§ Directions for this task:
Show each line of the records in which the word "tracing" occurs.

§ Material for this task:
▬▬▬▬▬▬
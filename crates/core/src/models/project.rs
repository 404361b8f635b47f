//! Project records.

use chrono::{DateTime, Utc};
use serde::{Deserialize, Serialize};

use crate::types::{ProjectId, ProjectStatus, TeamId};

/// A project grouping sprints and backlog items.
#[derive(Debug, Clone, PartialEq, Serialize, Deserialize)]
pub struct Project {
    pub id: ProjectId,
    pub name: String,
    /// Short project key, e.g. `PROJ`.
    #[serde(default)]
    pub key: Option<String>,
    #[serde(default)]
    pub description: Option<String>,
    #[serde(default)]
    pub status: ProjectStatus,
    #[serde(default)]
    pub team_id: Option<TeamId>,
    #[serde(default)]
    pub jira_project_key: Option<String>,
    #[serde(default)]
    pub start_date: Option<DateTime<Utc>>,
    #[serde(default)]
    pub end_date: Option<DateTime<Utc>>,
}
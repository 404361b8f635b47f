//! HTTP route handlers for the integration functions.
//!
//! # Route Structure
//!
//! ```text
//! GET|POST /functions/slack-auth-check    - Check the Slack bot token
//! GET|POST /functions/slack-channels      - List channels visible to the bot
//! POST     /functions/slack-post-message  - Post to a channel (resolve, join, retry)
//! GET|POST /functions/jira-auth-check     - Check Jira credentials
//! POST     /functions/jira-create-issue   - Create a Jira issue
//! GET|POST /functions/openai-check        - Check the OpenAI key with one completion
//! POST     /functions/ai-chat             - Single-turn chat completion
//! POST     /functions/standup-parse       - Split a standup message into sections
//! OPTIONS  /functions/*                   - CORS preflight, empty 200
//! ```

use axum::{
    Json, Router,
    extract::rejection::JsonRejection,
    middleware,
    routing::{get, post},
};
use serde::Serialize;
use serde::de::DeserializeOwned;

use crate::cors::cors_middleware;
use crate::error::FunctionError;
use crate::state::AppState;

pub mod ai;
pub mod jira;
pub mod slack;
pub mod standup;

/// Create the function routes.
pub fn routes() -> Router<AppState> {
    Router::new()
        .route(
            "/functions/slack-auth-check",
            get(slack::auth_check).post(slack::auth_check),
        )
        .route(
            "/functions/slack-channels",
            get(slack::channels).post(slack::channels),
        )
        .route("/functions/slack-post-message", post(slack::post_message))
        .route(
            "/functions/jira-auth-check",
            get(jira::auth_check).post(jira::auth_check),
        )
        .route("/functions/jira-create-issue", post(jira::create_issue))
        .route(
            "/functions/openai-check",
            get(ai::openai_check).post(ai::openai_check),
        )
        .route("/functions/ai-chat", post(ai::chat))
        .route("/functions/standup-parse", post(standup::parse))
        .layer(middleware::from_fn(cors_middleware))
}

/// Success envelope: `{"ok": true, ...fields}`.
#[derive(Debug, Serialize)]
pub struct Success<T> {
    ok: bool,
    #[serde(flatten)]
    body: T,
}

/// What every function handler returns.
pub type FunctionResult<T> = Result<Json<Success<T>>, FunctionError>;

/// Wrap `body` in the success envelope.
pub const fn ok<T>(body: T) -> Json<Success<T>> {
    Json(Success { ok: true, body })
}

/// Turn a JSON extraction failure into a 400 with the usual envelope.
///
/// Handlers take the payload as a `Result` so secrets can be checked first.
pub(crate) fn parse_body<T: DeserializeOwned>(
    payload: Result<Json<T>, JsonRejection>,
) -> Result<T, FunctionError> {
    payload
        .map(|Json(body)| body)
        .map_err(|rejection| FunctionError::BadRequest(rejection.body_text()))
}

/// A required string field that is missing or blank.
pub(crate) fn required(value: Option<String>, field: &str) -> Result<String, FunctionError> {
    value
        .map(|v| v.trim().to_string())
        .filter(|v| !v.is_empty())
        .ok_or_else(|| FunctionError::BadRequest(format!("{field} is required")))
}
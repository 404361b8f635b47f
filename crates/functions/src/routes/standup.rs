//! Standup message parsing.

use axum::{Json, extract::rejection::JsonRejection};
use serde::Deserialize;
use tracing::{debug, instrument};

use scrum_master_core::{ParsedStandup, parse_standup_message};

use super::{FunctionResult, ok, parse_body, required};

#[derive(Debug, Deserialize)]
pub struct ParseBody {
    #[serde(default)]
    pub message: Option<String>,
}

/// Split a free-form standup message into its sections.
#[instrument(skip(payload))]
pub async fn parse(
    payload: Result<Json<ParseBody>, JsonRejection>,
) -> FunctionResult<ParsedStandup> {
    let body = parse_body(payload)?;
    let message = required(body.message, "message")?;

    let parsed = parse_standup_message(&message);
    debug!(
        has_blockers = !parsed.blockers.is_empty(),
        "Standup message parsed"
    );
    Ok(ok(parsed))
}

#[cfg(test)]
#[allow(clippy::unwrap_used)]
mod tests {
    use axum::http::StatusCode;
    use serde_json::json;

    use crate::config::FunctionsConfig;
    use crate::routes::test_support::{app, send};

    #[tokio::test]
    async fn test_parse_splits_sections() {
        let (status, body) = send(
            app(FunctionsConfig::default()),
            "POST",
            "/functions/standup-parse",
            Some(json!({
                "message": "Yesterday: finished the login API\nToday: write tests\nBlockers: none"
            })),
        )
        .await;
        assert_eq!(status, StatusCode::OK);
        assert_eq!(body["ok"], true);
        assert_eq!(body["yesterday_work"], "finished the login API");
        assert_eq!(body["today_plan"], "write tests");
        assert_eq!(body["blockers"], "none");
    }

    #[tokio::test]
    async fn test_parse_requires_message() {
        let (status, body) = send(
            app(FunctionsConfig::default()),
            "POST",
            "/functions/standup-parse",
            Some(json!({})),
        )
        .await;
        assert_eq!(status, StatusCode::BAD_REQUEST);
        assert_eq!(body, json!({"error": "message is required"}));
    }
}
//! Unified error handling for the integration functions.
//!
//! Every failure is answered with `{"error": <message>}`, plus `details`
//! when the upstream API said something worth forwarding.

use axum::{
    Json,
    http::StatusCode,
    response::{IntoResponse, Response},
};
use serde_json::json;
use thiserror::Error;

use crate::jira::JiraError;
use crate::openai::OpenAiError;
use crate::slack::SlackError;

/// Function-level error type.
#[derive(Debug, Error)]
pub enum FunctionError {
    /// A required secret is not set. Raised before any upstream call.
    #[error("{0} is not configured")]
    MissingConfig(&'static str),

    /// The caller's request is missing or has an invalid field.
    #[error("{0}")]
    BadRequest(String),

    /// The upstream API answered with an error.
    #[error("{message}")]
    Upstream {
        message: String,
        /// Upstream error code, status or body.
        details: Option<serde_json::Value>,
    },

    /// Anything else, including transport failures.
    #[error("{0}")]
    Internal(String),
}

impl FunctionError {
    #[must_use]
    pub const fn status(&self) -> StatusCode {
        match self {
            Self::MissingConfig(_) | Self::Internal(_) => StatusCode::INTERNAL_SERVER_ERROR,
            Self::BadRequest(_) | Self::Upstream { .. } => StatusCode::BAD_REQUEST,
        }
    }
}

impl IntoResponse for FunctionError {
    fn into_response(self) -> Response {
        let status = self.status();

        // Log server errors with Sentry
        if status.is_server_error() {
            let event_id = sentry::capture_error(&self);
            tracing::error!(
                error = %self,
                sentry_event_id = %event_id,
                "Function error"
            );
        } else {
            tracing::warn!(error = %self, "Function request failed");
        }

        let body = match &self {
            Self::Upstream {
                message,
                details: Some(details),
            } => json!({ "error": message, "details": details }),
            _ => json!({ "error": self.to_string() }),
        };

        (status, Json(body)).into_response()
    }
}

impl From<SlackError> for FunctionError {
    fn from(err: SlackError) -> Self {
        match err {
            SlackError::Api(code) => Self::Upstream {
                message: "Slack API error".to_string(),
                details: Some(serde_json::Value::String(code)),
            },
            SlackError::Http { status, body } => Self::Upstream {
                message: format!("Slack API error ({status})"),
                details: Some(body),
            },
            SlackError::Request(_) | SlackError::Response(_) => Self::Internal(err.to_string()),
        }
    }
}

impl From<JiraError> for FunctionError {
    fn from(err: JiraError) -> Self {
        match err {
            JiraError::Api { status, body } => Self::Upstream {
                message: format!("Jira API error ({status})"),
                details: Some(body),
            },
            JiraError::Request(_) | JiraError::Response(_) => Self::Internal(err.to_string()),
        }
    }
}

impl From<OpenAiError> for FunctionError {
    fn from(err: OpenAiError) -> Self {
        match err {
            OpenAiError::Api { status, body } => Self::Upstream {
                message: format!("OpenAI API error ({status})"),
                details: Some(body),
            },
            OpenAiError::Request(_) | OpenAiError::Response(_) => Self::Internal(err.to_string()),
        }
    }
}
▬▬▬▬▬▬
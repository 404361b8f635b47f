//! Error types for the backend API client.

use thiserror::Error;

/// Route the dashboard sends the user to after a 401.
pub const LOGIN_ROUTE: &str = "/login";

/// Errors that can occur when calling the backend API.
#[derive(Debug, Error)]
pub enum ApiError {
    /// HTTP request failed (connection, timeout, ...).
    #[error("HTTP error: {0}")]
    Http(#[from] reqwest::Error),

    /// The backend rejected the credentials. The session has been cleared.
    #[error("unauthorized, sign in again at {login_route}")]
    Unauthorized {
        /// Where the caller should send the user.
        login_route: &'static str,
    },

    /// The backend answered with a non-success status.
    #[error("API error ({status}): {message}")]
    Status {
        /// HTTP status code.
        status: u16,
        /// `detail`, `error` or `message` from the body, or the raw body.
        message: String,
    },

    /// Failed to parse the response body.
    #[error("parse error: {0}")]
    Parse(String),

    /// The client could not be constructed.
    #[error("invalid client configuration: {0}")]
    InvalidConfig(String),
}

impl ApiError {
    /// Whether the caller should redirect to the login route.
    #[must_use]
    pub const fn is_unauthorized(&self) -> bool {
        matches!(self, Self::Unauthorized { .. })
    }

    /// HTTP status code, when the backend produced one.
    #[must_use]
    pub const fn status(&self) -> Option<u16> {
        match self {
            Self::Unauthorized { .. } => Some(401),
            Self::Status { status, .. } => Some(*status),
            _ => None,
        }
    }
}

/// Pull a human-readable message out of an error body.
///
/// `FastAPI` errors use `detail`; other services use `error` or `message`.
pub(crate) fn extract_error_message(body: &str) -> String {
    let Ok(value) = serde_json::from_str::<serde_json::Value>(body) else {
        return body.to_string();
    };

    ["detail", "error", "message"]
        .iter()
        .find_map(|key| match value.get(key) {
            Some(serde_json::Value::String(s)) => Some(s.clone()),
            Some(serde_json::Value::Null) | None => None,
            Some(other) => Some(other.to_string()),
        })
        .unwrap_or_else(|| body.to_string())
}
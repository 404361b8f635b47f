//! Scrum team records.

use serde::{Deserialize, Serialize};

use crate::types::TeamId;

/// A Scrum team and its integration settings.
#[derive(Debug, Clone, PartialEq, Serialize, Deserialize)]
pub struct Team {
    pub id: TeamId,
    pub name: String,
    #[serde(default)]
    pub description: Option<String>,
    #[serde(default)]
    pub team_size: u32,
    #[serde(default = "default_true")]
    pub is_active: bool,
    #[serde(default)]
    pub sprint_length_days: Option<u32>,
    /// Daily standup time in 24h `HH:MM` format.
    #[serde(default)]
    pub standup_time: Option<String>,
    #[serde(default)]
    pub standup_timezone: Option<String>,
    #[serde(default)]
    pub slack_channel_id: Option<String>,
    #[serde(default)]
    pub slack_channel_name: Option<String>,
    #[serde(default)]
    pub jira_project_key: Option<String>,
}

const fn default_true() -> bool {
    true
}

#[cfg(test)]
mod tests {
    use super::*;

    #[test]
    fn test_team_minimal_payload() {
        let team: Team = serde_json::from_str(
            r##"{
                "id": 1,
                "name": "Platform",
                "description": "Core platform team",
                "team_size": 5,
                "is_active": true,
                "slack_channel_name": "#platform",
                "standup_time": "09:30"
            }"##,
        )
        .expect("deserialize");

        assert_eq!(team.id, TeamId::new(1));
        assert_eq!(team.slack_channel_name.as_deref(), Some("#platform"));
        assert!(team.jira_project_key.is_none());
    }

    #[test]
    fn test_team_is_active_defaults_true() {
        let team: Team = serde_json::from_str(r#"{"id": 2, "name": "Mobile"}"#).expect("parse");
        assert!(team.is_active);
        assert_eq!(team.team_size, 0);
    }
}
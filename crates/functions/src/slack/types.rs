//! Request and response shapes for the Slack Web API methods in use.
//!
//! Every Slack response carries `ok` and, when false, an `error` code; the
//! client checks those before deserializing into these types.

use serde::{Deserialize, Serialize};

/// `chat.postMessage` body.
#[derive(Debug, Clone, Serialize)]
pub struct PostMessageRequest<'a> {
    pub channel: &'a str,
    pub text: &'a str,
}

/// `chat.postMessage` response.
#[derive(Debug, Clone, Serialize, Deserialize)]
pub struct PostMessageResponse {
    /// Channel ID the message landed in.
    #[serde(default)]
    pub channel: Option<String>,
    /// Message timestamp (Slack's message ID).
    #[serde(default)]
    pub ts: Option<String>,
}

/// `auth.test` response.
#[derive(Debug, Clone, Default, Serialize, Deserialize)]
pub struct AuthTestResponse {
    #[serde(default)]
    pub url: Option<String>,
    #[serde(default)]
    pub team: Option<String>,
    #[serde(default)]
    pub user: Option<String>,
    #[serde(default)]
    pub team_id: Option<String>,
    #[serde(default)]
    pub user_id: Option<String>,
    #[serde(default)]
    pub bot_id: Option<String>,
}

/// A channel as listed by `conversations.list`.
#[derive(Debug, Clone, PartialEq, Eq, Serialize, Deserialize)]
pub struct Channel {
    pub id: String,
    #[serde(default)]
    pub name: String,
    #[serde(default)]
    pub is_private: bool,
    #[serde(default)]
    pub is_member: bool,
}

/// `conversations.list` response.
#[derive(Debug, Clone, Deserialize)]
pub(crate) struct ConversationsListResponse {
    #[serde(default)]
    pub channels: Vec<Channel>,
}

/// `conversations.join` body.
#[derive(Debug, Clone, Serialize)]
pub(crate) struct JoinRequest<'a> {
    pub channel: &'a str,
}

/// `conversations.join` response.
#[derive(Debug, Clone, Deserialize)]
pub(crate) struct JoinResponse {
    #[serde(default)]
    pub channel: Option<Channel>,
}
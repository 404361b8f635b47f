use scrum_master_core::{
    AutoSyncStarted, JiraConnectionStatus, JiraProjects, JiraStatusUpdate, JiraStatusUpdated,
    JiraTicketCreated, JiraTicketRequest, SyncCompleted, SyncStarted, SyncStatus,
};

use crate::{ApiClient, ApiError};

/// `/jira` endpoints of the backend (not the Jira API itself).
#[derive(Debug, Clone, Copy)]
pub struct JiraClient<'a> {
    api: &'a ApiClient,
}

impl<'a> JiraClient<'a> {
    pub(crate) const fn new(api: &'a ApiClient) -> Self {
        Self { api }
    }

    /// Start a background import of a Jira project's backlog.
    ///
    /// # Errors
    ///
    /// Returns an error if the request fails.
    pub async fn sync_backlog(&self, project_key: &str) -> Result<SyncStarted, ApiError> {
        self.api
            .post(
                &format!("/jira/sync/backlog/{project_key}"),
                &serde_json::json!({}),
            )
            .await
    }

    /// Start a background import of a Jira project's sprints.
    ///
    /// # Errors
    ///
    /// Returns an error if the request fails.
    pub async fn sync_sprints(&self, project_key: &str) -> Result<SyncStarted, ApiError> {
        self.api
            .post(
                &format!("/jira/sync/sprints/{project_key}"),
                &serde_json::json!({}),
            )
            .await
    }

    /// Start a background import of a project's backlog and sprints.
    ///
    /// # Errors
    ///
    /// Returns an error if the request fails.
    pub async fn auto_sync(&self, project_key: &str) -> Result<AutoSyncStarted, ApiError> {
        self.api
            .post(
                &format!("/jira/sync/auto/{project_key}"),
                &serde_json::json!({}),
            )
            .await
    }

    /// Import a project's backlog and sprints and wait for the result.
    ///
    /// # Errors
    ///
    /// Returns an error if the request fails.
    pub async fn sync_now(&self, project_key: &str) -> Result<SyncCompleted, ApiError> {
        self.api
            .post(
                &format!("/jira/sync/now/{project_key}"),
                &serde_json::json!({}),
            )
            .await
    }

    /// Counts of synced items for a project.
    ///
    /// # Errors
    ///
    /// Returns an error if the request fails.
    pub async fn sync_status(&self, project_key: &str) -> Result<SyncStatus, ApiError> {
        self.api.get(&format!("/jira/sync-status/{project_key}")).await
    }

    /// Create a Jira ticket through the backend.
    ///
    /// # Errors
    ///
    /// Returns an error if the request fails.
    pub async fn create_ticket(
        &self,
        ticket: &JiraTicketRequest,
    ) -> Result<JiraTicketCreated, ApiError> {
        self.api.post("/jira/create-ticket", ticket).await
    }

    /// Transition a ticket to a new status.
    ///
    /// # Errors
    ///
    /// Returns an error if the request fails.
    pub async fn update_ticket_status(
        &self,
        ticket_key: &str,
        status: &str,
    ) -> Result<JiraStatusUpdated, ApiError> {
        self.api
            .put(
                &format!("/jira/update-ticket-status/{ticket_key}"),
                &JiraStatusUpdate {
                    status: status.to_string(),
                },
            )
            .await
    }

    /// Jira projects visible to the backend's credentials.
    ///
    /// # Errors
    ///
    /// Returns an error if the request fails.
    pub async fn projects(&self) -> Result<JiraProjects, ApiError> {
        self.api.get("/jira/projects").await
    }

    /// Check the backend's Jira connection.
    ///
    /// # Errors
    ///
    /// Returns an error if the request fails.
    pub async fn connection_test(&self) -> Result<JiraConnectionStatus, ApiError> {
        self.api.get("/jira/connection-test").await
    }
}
▬▬▬▬▬▬
§ Answer for the task:
use tracing::{debug, instrument};
            tracing::error!(
            tracing::warn!(error = %self, "Function request failed");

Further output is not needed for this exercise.